Pariah is a constantly evolving long-form suite of self-acknowledgement, a hazy tale of excess, (self?)rescue, and finally departure. None of this may be true but that’s the story the sound tells to me. Feel free to think of it as an ambient album – if your ambience is tortured soul-pain, catharsis and the possibility of redemption.

So what does it sound like?

Track #1, “Pariah”, lulls you with a low industrial drone and then… wham! Pummelling drums and avalanche bass (I love this bass sound that sounds like a large bag of gravel slamming into the side of your head) and a throaty rasp yelling, “Pariah!” What follows is a storm with several eyes of relative calm, including (I think!) a cello respite. Often brutal, the track evolves and twists over its near-20-minute length and despite the constant morphing, it’s relentless, an immersive listening experience with a hint of drowning, salted with a heavy (did I mention it was heavy?) sense of pervading doom and depth. Finally, the cello is joined by saxophone and together they drag us upward towards track #2 “Triumph”.

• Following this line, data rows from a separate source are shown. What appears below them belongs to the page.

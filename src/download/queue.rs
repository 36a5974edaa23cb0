//! Download Queue (component E): dedups by id, caps simultaneous
//! downloads, and serializes all state transitions through a single
//! command-processing task (the actor-serialization model in the design
//! notes).

use std::sync::atomic::{AtomicUsize, Ordering};
use std::sync::{Arc, Weak};

use async_trait::async_trait;
use dashmap::{DashMap, DashSet};
use tokio::sync::{mpsc, oneshot, Mutex as AsyncMutex};
use tracing::{debug, instrument, warn};

use super::{DownloadEvent, DownloadEventSender, DownloadTask, Processor, TaskEvent};
use crate::error::{DownloadError, QueueError};
use crate::metrics::Metrics;
use crate::mirror::MirrorPolicy;
use crate::queue::PriorityQueue;

/// Receives the Download Queue's per-task lifecycle callbacks.
///
/// Held by weak reference: once the last strong `Arc` to an observer is
/// dropped, the Queue silently stops delivering to it rather than keeping
/// it alive.
#[async_trait]
pub trait QueueObserver: Send + Sync {
    async fn did_start(&self, task_id: &str);
    async fn did_transfer_data(&self, task_id: &str, transferred: u64, total: Option<u64>);
    /// Called once the transfer finishes, with the mirror that produced it
    /// and the processor's temporary file. The observer must consume or
    /// move the file before returning; the Queue deletes whatever remains
    /// at `temp_path` immediately after.
    async fn did_finish_transfer(&self, task_id: &str, mirror_id: &str, temp_path: &std::path::Path);
    /// Called after `did_finish_transfer` returns: the task is now
    /// terminally successful.
    async fn did_complete(&self, task_id: &str);
    async fn did_fail(&self, task_id: &str, error: &DownloadError);
    async fn will_retry(&self, task_id: &str, context: &super::RetryContext);
}

enum QueueMsg {
    Admit(DownloadTask),
    Cancel(String),
    CancelAll,
    RelocateOut(String, oneshot::Sender<Option<DownloadTask>>),
    DrainExcept(String, oneshot::Sender<Vec<DownloadTask>>),
    Event(TaskEvent),
}

/// Schedules [`DownloadTask`]s across registered [`Processor`]s.
pub struct DownloadQueue {
    heap: PriorityQueue<DownloadTask>,
    in_flight: DashMap<String, DownloadTask>,
    known_ids: DashSet<String>,
    processors: AsyncMutex<Vec<Arc<dyn Processor>>>,
    simultaneous_downloads: AtomicUsize,
    observer: AsyncMutex<Option<Weak<dyn QueueObserver>>>,
    policy: Arc<dyn MirrorPolicy>,
    metrics: Arc<Metrics>,
    cmd_tx: mpsc::UnboundedSender<QueueMsg>,
    seq: AtomicUsize,
}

Cymbals wash over a steady almost-metronomic pulse… vocals (part way between song and ritual chant) enter as Goff begins to blatter the drums. Are we summoning up or calling down; inner demons or outer angels? Either way, we’re soaring, passing through a collage of distorted protest, blurred commentary and fragmented drama. The title is “Triumph” and this is appropriately optimistic (despite the screams?) – rise up! – and ends oddly but perfectly with a few seconds of gospel singing.

“III” starts in the mosh pit – don’t think, don’t even listen, just feel the galloping bassline, roared lyrics (lyrical roaring?), tachycardic drums and move yourself. I have no idea why but I’m imagining this furore of metronomic drums, crumbling-concrete bass, shredded-larynx vocal exhortations taking place in a church, probably the bell tower.

The final side – AR&R unplugged? Well, to begin with… – it’s titled “Love” and begins with arpeggiated acoustic guitar and sweeping strings; this is the ‘ballad’. Bear in mind that track title and consider, timewise, this is a full third of the whole album. After the torment comes beauty and peace? Wouldn’t that be nice.

But delicacy never lasts and here it’s underpinned by a sense of uncertainty – when will everything erupt again? – and there are numerous moments, shifts, in which a climax or sudden turn feels imminent; slowly, inexorably, the weight increases…

Slowly, “Love” becomes a slow-swirling vortex of sound – a violin squirls, voices chant and intone, drums are both waves and breakwater, bass shading in the open spaces. Eventually, we return to the murky (and heavy!) slow pounding and buzz-bass with grated vocals. And just in case you thought we were heading for a happy ending, it all ends on the repeated question, “Will you miss me when I’m gone?”

Twisting and writhing rhythms and tempos, shifting textures and colours, Among The Rocks And Roots understand the value of change, of opposites, of yin and yang – soft and heavy, light and dark, hope and despair – and the power and shock of the transition between states. Samuel Goff and Abdul Hakim Bilal know the truth is in the transformation.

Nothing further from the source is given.